• _Work order_
Print word for word the first line of the records below and every following line through the one containing "A component can"; print nothing else.

Collected data entries:
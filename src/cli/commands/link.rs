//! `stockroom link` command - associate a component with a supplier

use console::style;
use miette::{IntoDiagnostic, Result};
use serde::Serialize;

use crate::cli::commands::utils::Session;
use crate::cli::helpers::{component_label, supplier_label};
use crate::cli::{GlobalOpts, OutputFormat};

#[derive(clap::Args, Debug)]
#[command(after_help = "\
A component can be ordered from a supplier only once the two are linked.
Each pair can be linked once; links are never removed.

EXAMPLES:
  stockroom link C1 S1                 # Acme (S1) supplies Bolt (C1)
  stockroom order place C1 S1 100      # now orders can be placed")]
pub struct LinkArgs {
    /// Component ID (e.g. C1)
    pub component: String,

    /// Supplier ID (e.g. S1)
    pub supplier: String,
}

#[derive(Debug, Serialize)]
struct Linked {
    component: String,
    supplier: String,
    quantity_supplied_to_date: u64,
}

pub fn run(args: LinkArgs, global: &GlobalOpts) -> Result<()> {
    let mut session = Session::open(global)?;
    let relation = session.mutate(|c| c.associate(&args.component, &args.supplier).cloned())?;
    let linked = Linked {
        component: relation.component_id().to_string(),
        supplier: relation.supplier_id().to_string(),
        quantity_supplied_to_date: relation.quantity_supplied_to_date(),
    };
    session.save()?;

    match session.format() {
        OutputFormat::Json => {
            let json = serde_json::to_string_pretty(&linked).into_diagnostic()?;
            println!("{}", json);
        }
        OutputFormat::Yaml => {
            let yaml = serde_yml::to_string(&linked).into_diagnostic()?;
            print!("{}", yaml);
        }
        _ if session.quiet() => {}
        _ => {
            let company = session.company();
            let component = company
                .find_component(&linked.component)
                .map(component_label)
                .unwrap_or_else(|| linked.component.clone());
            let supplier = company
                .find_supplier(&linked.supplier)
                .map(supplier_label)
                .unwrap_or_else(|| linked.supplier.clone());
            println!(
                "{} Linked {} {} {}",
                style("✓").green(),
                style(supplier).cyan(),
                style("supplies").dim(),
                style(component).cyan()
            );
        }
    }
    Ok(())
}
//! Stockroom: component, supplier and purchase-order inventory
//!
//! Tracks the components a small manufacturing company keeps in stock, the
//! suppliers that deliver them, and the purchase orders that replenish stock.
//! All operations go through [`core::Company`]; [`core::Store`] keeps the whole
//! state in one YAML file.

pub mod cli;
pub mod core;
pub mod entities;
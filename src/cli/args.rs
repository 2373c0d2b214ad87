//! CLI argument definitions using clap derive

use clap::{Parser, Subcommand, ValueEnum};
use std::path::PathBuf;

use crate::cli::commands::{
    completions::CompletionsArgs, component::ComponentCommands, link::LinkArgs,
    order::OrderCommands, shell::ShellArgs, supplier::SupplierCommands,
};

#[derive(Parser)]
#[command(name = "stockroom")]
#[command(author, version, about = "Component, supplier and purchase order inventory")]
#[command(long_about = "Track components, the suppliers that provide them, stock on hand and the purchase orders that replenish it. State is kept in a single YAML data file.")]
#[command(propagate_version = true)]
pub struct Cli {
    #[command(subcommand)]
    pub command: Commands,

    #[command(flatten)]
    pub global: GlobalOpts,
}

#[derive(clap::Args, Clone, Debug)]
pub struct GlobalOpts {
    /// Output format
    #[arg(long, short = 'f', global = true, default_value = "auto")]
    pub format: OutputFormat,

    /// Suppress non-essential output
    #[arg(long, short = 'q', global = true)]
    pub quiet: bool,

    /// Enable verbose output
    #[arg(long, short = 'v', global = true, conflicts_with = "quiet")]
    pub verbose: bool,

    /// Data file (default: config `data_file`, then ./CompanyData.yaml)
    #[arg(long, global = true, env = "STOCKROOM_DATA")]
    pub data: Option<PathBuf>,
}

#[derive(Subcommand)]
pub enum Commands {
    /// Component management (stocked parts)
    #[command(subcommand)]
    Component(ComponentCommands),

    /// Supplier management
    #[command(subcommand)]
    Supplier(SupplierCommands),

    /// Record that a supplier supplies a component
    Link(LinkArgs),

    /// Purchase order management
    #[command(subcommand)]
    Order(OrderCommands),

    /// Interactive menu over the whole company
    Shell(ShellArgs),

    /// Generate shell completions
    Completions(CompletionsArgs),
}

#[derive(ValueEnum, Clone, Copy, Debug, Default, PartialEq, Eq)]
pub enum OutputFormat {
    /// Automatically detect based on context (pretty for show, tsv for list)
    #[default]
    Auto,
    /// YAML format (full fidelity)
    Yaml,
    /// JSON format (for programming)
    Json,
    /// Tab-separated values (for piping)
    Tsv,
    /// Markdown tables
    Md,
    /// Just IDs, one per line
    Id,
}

• _Answer space_
filename src/cli/commands/link.rs
//! `stockroom link` command - associate a component with a supplier

use console::style;
use miette::{IntoDiagnostic, Result};
use serde::Serialize;

use crate::cli::commands::utils::Session;
use crate::cli::helpers::{component_label, supplier_label};
use crate::cli::{GlobalOpts, OutputFormat};

#[derive(clap::Args, Debug)]
#[command(after_help = "\
A component can be ordered from a supplier only once the two are linked.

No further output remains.